- Problem to solve: Copy out every record exactly.
*** Source data Section Begins ***
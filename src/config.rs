use std::{env, path::PathBuf};

pub const DEFAULT_WEATHER_API_URL: &str = "https://api.weatherapi.com/v1";

#[derive(Debug, Clone)]
pub struct Config {
    pub port: u16,
    pub data_dir: PathBuf,
    pub weather_api_key: String,
    pub weather_api_url: String,
}

impl Config {
    pub fn from_env() -> Self {
        Self {
            port: env::var("PORT")
                .ok()
                .and_then(|value| value.parse::<u16>().ok())
                .unwrap_or(8080),
            data_dir: resolve_data_dir(),
            weather_api_key: env::var("WEATHER_API_KEY").unwrap_or_default(),
            weather_api_url: env::var("WEATHER_API_URL")
                .ok()
                .filter(|url| !url.trim().is_empty())
                .unwrap_or_else(|| DEFAULT_WEATHER_API_URL.to_string()),
        }
    }
}

pub fn resolve_data_dir() -> PathBuf {
    if let Ok(path) = env::var("APP_DATA_DIR") {
        return PathBuf::from(path);
    }

    PathBuf::from("data")
}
*** Source data Section Ends ***
- The completed task:
filename src/config.rs
use std::{env, path::PathBuf};

pub const DEFAULT_WEATHER_API_URL: &str = "https://api.weatherapi.com/v1";

#[derive(Debug, Clone)]
pub struct Config {
    pub port: u16,
    pub data_dir: PathBuf,
    pub weather_api_key: String,
    pub weather_api_url: String,
}

impl Config {
    pub fn from_env() -> Self {
        Self {
            port: env::var("PORT")
                .ok()
                .and_then(|value| value.parse::<u16>().ok())
                .unwrap_or(8080),
            data_dir: resolve_data_dir(),
            weather_api_key: env::var("WEATHER_API_KEY").unwrap_or_default(),
            weather_api_url: env::var("WEATHER_API_URL")
                .ok()
                .filter(|url| !url.trim().is_empty())
                .unwrap_or_else(|| DEFAULT_WEATHER_API_URL.to_string()),
        }
    }
}

pub fn resolve_data_dir() -> PathBuf {
    if let Ok(path) = env::var("APP_DATA_DIR") {
        return PathBuf::from(path);
    }

    PathBuf::from("data")
}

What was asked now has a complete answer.